There wouldn't be many who think Shangri-La Asia Limited's (HKG:69) price-to-sales (or "P/S") ratio of 1.3x is worth a mention when the median P/S for the Hospitality industry in Hong Kong is similar at about 1x. While this might not raise any eyebrows, if the P/S ratio is not justified investors could be missing out on a potential opportunity or ignoring looming disappointment.
View our latest analysis for Shangri-La Asia
How Has Shangri-La Asia Performed Recently?
Shangri-La Asia certainly has been doing a good job lately as it's been growing revenue more than most other companies. It might be that many expect the strong revenue performance to wane, which has kept the P/S ratio from rising. If the company manages to stay the course, then investors should be rewarded with a share price that matches its revenue figures.
Keen to find out how analysts think Shangri-La Asia's future stacks up against the industry? In that case, our free report is a great place to start.What Are Revenue Growth Metrics Telling Us About The P/S?

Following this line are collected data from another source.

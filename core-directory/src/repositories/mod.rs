//! # Directory Store
//!
//! Repository traits for every entity the sync core reads or writes, and the
//! SQLite implementation shared by all of them.
//!
//! ## Architecture
//!
//! - One trait per entity (`IdentityRepository`, `DeviceRepository`, ...)
//! - [`DirectoryStore`] is the union of all of them; the correlation engine and
//!   the orchestrator hold an `Arc<dyn DirectoryStore>`
//! - [`SqliteDirectoryStore`] implements every trait over one `SqlitePool`
//!
//! Writes are single statements; the store never holds a transaction across
//! calls, so callers serialize conflicting updates themselves.

pub mod account;
pub mod activity;
pub mod connection;
pub mod device;
pub mod identity;
pub mod sync_run;

pub use account::AccountRepository;
pub use activity::ActivityRepository;
pub use connection::{ConnectionCounts, ConnectionRepository};
pub use device::DeviceRepository;
pub use identity::{IdentityFilter, IdentityRepository, IdentityResourceSummary};
pub use sync_run::SyncRunRepository;

use sqlx::SqlitePool;

/// Every persistence operation the sync core needs.
pub trait DirectoryStore:
    IdentityRepository
    + DeviceRepository
    + AccountRepository
    + ActivityRepository
    + ConnectionRepository
    + SyncRunRepository
{
}

impl<T> DirectoryStore for T where
    T: IdentityRepository
        + DeviceRepository
        + AccountRepository
        + ActivityRepository
        + ConnectionRepository
        + SyncRunRepository
{
}

/// SQLite implementation of every directory repository
#[derive(Clone)]
pub struct SqliteDirectoryStore {
    pool: SqlitePool,
}

impl SqliteDirectoryStore {
    pub fn new(pool: SqlitePool) -> Self {
        Self { pool }
    }

    pub fn pool(&self) -> &SqlitePool {
        &self.pool
    }
}

/// Escape `LIKE` wildcards so user text matches literally (used with `ESCAPE '\'`).
pub(crate) fn escape_like(value: &str) -> String {
    let mut escaped = String::with_capacity(value.len());
    for c in value.chars() {
        if matches!(c, '%' | '_' | '\\') {
            escaped.push('\\');
        }
        escaped.push(c);
    }
    escaped
}

#[cfg(test)]
mod tests {
    use super::*;

    #[test]
    fn test_escape_like() {
        assert_eq!(escape_like("Jane"), "Jane");
        assert_eq!(escape_like("50%_off\\"), "50\\%\\_off\\\\");
    }
}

In order to justify its P/S ratio, Shangri-La Asia would need to produce growth that's similar to the industry.
If we review the last year of revenue growth, the company posted a terrific increase of 39%. Revenue has also lifted 8.9% in aggregate from three years ago, mostly thanks to the last 12 months of growth. So we can start by confirming that the company has actually done a good job of growing revenue over that time.
Shifting to the future, estimates from the six analysts covering the company suggest revenue should grow by 24% over the next year. Meanwhile, the rest of the industry is forecast to expand by 41%, which is noticeably more attractive.
In light of this, it's curious that Shangri-La Asia's P/S sits in line with the majority of other companies. It seems most investors are ignoring the fairly limited growth expectations and are willing to pay up for exposure to the stock. Maintaining these prices will be difficult to achieve as this level of revenue growth is likely to weigh down the shares eventually.
What Does Shangri-La Asia's P/S Mean For Investors?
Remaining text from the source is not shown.